27 April 2009

of sweetie pies and snuggles~


Well, I would apologize for being scarce, but truthfully...I'm not sorry, not one little bit :o)

I've been busy, you know.

Doing what, you ask?

Well....

I've been watching as a sweet little girl discovers her world. Marveling at perfection wrapped up in the form of sweet smelling baby smells, tiny newborn diapers, and lots of snuggly pink pajamas.

Watching older brothers learn the art of comforting a baby in awkward boyish arms and older sisters swoop in at the first cry of distress.

Almost wishing for tiny baby cries to give me an excuse to snuggle down in the covers for a nap.

Delighting in a tiny body scrunching up into a yawn and a stretch that seems much too big for such a little girl.

Encouraging the use of a thumb in a hopeful attempt to avoid the paci addiction that plagues our house to this day.

And changing diapers, lots of diapers. And being reminded of that curious newborn quirk of filling a clean diaper as soon as you snap that last snap.

Rubbing my nose in super soft, jet black baby hair, anxiously awaiting the day there's enough to justify the use of a cute barette.
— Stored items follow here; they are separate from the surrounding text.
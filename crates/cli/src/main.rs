use anyhow::Result;
use clap::{Parser, Subcommand};
use tracing_subscriber::EnvFilter;

mod cmd;
mod output;

use cmd::{BuildOptions, ConfigArgs};
use output::OutputFormat;

/// cake - variant-aware incremental builds described in Lua
#[derive(Parser)]
#[command(name = "cake")]
#[command(author, version, about, long_about = None)]
struct Cli {
  /// Log why each build step runs or is skipped
  #[arg(short, long, global = true)]
  verbose: bool,

  /// Output format
  #[arg(long, global = true, value_enum, default_value_t)]
  format: OutputFormat,

  #[command(subcommand)]
  command: Commands,
}

#[derive(Subcommand)]
enum Commands {
  /// Build scripts (default: build.cake)
  Build {
    /// Scripts to build
    scripts: Vec<String>,

    /// Select the variant by keyword, e.g. -k release=true
    #[arg(short = 'k', long = "keyword", value_name = "KEY=VALUE")]
    keywords: Vec<String>,

    #[command(flatten)]
    config: ConfigArgs,

    /// Maximum number of build steps running at once
    #[arg(short, long)]
    jobs: Option<usize>,

    /// Rebuild every step regardless of dependency records
    #[arg(short, long)]
    force: bool,
  },

  /// List the variants of a script's configuration
  Variants {
    /// Script whose configuration to use (default: build.cake)
    script: Option<String>,

    #[command(flatten)]
    config: ConfigArgs,
  },

  /// Remove the dependency records of a script's configuration
  Clean {
    /// Script whose configuration to use (default: build.cake)
    script: Option<String>,

    #[command(flatten)]
    config: ConfigArgs,
  },
}

fn main() -> Result<()> {
  let cli = Cli::parse();

  let default_filter = if cli.verbose { "debug" } else { "warn" };
  tracing_subscriber::fmt()
    .with_env_filter(EnvFilter::try_from_default_env().unwrap_or_else(|_| EnvFilter::new(default_filter)))
    .with_writer(std::io::stderr)
    .without_time()
    .init();

  match cli.command {
    Commands::Build {
      scripts,
      keywords,
      config,
      jobs,
      force,
    } => cmd::cmd_build(
      BuildOptions {
        scripts,
        keywords,
        config,
        jobs,
        force,
      },
      cli.format,
    ),
    Commands::Variants { script, config } => cmd::cmd_variants(script.as_deref(), &config, cli.format),
    Commands::Clean { script, config } => cmd::cmd_clean(script.as_deref(), &config),
  }
}
use std::fmt;

/// Host operating system.
#[derive(Debug, Clone, Copy, PartialEq, Eq, Hash)]
pub enum Os {
  Linux,
  MacOs,
  Windows,
  Other(&'static str),
}

impl Os {
  pub fn current() -> Self {
    Self::from_name(std::env::consts::OS)
  }

  pub fn from_name(name: &'static str) -> Self {
    match name {
      "linux" => Self::Linux,
      "macos" => Self::MacOs,
      "windows" => Self::Windows,
      other => Self::Other(other),
    }
  }

  pub fn as_str(&self) -> &'static str {
    match self {
      Self::Linux => "linux",
      Self::MacOs => "darwin",
      Self::Windows => "windows",
      Self::Other(name) => name,
    }
  }

  /// Conventional executable suffix, including the dot.
  pub fn exe_suffix(&self) -> &'static str {
    match self {
      Self::Windows => ".exe",
      _ => "",
    }
  }
}

impl fmt::Display for Os {
  fn fmt(&self, f: &mut fmt::Formatter<'_>) -> fmt::Result {
    write!(f, "{}", self.as_str())
  }
}
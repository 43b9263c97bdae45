//! The attribute-locked object model every build action is built on.
//!
//! A [`Tool`] holds named [`Value`]s. Names are declared while the tool is
//! open; afterwards only declared names may be assigned, and every assignment
//! clears the tool's memoisation cache. Build actions embed a `Tool` and
//! implement [`AsTool`] (and [`CloneTool`] when they can be cloned into a
//! variant-specific derivative).

mod memo;
mod object;
pub mod types;
mod value;

pub use memo::MemoKey;
pub use object::{AsTool, CloneTool, Construct, Tool};
pub use types::ToolError;
pub use value::{Shared, Value};
//! Implementation of the `cake clean` command.

use anyhow::Result;

use super::{ConfigArgs, configuration_for};
use crate::output::print_success;

/// Remove every dependency record of the configuration of `script`, so the
/// next build runs every step.
pub fn cmd_clean(script: Option<&str>, args: &ConfigArgs) -> Result<()> {
  let (_rt, _engine, configuration) = configuration_for(script, args)?;
  let removed = configuration.clear_dependency_info()?;
  print_success(&format!(
    "Removed {} dependency record(s) from {}",
    removed,
    configuration.dependency_store().dir().display()
  ));
  Ok(())
}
Delighting in the miracle of satiny baby palms wrapped around my finger, holding on for dear life.

Listening to baby breaths and tiny baby sighs.

Kissing perfectly round baby cheeks and imprinting the feel of their fulness in my heart.

Storing up memories of the size and feel of a newborn sleeping flopped over my shoulder or snuggled against me with milk running down the sides of her cheek.

Laughing at all those silly faces babies make in their sleep and wondering how I could have ever forgotten about them.

The look of a milk-drunk baby, completely satisfied and oblivious to the laughs and kisses surrounding her.

Rescuing her from well meaning three year olds and almost two year olds.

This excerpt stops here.